> EXERCISE:
Nothing but an exact copy of the records below counts as the answer.

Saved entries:
----------------

// SPDX-License-Identifier: MIT OR Apache-2.0
// Copyright (c) 2025 dagflow contributors

//! Binding of submitted parameters against a manifest's declarations

use std::collections::BTreeMap;

use crate::artifact::ParamValue;
use crate::errors::DagflowError;
use crate::pipeline::ParameterSpec;

/// Apply defaults, check required parameters and coerce values to their declared types
pub fn bind_parameters(
    specs: &[ParameterSpec],
    supplied: &BTreeMap<String, ParamValue>,
) -> Result<BTreeMap<String, ParamValue>, DagflowError> {
    if let Some(unknown) = supplied.keys().find(|k| !specs.iter().any(|s| &s.name == *k)) {
        return Err(DagflowError::UnexpectedParameter {
            parameter: unknown.clone(),
        });
    }

    let mut bound = BTreeMap::new();
    for spec in specs {
        let value = supplied
            .get(&spec.name)
            .or(spec.default.as_ref())
            .cloned()
            .ok_or_else(|| DagflowError::MissingParameter {
                parameter: spec.name.clone(),
            })?;
        let value = spec
            .data_type
            .coerce_param(value)
            .map_err(|actual| DagflowError::ParameterType {
                parameter: spec.name.clone(),
                expected: spec.data_type,
                actual,
            })?;
        bound.insert(spec.name.clone(), value);
    }
    Ok(bound)
}

#[cfg(test)]
mod tests {
    use super::*;
    use crate::artifact::DataType;

    fn specs() -> Vec<ParameterSpec> {
        vec![
            ParameterSpec {
                name: "input_data_path".into(),
                data_type: DataType::Dataset,
                default: None,
            },
            ParameterSpec {
                name: "accuracy_threshold".into(),
                data_type: DataType::Float,
                default: Some(ParamValue::Float(0.8)),
            },
        ]
    }

    fn supplied(pairs: &[(&str, ParamValue)]) -> BTreeMap<String, ParamValue> {
        pairs.iter().map(|(k, v)| (k.to_string(), v.clone())).collect()
    }

    #[test]
    fn test_defaults_and_coercion() {
        let bound = bind_parameters(&specs(), &supplied(&[("input_data_path", "gs://b/data.csv".into())])).unwrap();
        assert_eq!(bound["accuracy_threshold"], ParamValue::Float(0.8));

        let bound = bind_parameters(
            &specs(),
            &supplied(&[("input_data_path", "x".into()), ("accuracy_threshold", ParamValue::Int(1))]),
        )
        .unwrap();
        assert_eq!(bound["accuracy_threshold"], ParamValue::Float(1.0));
    }

    #[test]
    fn test_missing_unexpected_and_mistyped() {
        assert!(matches!(
            bind_parameters(&specs(), &BTreeMap::new()),
            Err(DagflowError::MissingParameter { parameter }) if parameter == "input_data_path"
        ));
        assert!(matches!(
            bind_parameters(&specs(), &supplied(&[("input_data_path", "x".into()), ("bucket", "b".into())])),
            Err(DagflowError::UnexpectedParameter { parameter }) if parameter == "bucket"
        ));
        assert!(matches!(
            bind_parameters(
                &specs(),
                &supplied(&[("input_data_path", "x".into()), ("accuracy_threshold", "high".into())])
            ),
            Err(DagflowError::ParameterType { expected: DataType::Float, .. })
        ));
    }
}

----------------

> WRITTEN ANSWER:
// SPDX-License-Identifier: MIT OR Apache-2.0
// Copyright (c) 2025 dagflow contributors

//! Binding of submitted parameters against a manifest's declarations

use std::collections::BTreeMap;

use crate::artifact::ParamValue;
use crate::errors::DagflowError;
use crate::pipeline::ParameterSpec;

/// Apply defaults, check required parameters and coerce values to their declared types
pub fn bind_parameters(
    specs: &[ParameterSpec],
    supplied: &BTreeMap<String, ParamValue>,
) -> Result<BTreeMap<String, ParamValue>, DagflowError> {
    if let Some(unknown) = supplied.keys().find(|k| !specs.iter().any(|s| &s.name == *k)) {
        return Err(DagflowError::UnexpectedParameter {
            parameter: unknown.clone(),
        });
    }

    let mut bound = BTreeMap::new();
    for spec in specs {
        let value = supplied
            .get(&spec.name)
            .or(spec.default.as_ref())
            .cloned()
            .ok_or_else(|| DagflowError::MissingParameter {
                parameter: spec.name.clone(),
            })?;
        let value = spec
            .data_type
            .coerce_param(value)
            .map_err(|actual| DagflowError::ParameterType {
                parameter: spec.name.clone(),
                expected: spec.data_type,
                actual,
            })?;
        bound.insert(spec.name.clone(), value);
    }
    Ok(bound)
}

#[cfg(test)]
mod tests {
    use super::*;
    use crate::artifact::DataType;

    fn specs() -> Vec<ParameterSpec> {
        vec![
            ParameterSpec {
                name: "input_data_path".into(),
                data_type: DataType::Dataset,
                default: None,
            },
            ParameterSpec {
                name: "accuracy_threshold".into(),
                data_type: DataType::Float,
                default: Some(ParamValue::Float(0.8)),
            },
        ]
    }

    fn supplied(pairs: &[(&str, ParamValue)]) -> BTreeMap<String, ParamValue> {
        pairs.iter().map(|(k, v)| (k.to_string(), v.clone())).collect()
    }

    #[test]
    fn test_defaults_and_coercion() {
        let bound = bind_parameters(&specs(), &supplied(&[("input_data_path", "gs://b/data.csv".into())])).unwrap();
        assert_eq!(bound["accuracy_threshold"], ParamValue::Float(0.8));

        let bound = bind_parameters(
            &specs(),
            &supplied(&[("input_data_path", "x".into()), ("accuracy_threshold", ParamValue::Int(1))]),
        )
        .unwrap();
        assert_eq!(bound["accuracy_threshold"], ParamValue::Float(1.0));
    }

    #[test]
    fn test_missing_unexpected_and_mistyped() {
        assert!(matches!(
            bind_parameters(&specs(), &BTreeMap::new()),
            Err(DagflowError::MissingParameter { parameter }) if parameter == "input_data_path"
        ));
        assert!(matches!(
            bind_parameters(&specs(), &supplied(&[("input_data_path", "x".into()), ("bucket", "b".into())])),
            Err(DagflowError::UnexpectedParameter { parameter }) if parameter == "bucket"
        ));
        assert!(matches!(
            bind_parameters(
                &specs(),
                &supplied(&[("input_data_path", "x".into()), ("accuracy_threshold", "high".into())])
            ),
            Err(DagflowError::ParameterType { expected: DataType::Float, .. })
        ));
    }
}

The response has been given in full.